To locate the screw-axis, a ‘fit–refit’ procedure, as described by Lesk and Chothia (38) is used. Following superposition of the starting and ending conformations, we only consider the set of eliminated atoms. We perform an RMS-fit of that set between the starting and ending conformations; the server performs the new superposition (arbitrarily) on the ending conformation. A comparison of the new position of the ending conformation following this latest fit with its position following the ‘sieve-fit’ procedure yields a geometric transformation whose screw axis is (approximately) the axis of the hinge motion, i.e., the location of the hinge, as has been published elsewhere (39). Straightforward calculations allow characterization of the angle of rotation around the hinge axis.
If a significant hinge motion is present, the software uses these transformations to align the Z-axis of the coordinate frame parallel to the hinge axis so that, when the motion is rendered, viewers will look down the screw-axis of the hinge motion. The longest moment of the protein (long axis) is rotated (optionally) so that it is parallel to the Y-axis. Finally, the coordinate frame is translated so that the centroid of the initial conformation is in the center of the field of view.
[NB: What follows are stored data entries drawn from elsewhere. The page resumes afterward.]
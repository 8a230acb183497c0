//! The success envelope: `{"data": {<key>: ...}, "extensions": {...}}`.

use axum::{
  Json,
  response::{IntoResponse, Response},
};
use rolodex_core::directory::{Fetched, Tagged};
use serde::Serialize;
use serde_json::{Map, Value};

use crate::error::Error;

#[derive(Debug, Clone, PartialEq, Serialize)]
#[serde(rename_all = "camelCase")]
pub struct Extensions {
  pub etag:         String,
  #[serde(skip_serializing_if = "std::ops::Not::not")]
  pub not_modified: bool,
}

/// The result of one successfully executed operation.
#[derive(Debug, Clone, PartialEq)]
pub struct Answer {
  pub key:        &'static str,
  pub data:       Value,
  pub extensions: Option<Extensions>,
}

impl Answer {
  pub fn plain(key: &'static str, data: Value) -> Self {
    Self { key, data, extensions: None }
  }

  pub fn tagged<T: Serialize>(key: &'static str, tagged: Tagged<T>) -> Result<Self, Error> {
    Ok(Self {
      key,
      data: serde_json::to_value(tagged.body)?,
      extensions: Some(Extensions { etag: tagged.etag, not_modified: false }),
    })
  }

  /// A fingerprint match yields `null` data and `notModified: true`.
  pub fn fetched<T: Serialize>(key: &'static str, fetched: Fetched<T>) -> Result<Self, Error> {
    match fetched {
      Fetched::Modified { body, etag } => Self::tagged(key, Tagged { body, etag }),
      Fetched::NotModified { etag } => Ok(Self {
        key,
        data: Value::Null,
        extensions: Some(Extensions { etag, not_modified: true }),
      }),
    }
  }
}

#[derive(Serialize)]
struct Envelope {
  data:       Map<String, Value>,
  #[serde(skip_serializing_if = "Option::is_none")]
  extensions: Option<Extensions>,
}

impl IntoResponse for Answer {
  fn into_response(self) -> Response {
    let mut data = Map::new();
    data.insert(self.key.to_string(), self.data);
    Json(Envelope { data, extensions: self.extensions }).into_response()
  }
}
The software also attempts to locate putative hinge regions using a simple and relatively fast algorithm. The algorithm looks for a persistent transition between the two domains identified by the program. The algorithm constructs a search window, initially with 24 residues. It examines each position along the peptide backbone in this window. If there is a persistent transition (i.e., one-half of the algorithm’s search window belonging to one ‘domain’ and the other half to the other), a hinge is detected. If the program fails to find any hinges along the backbone chain, the window size is reduced by two, and the procedure is repeated until the window size has been shrunk down to 12 residues, at which point the program reports failure. Empirically, this crude but computationally inexpensive algorithm successfully finds many hinge regions, such as the hinge region for calmodulin, which agree well with published residue selections. In other cases, the algorithm comes close, identifying a residue selection that borders on a hinge. Hinges may be displayed graphically via a ‘hinge movie’ identifying the putative hinge region or regions in red.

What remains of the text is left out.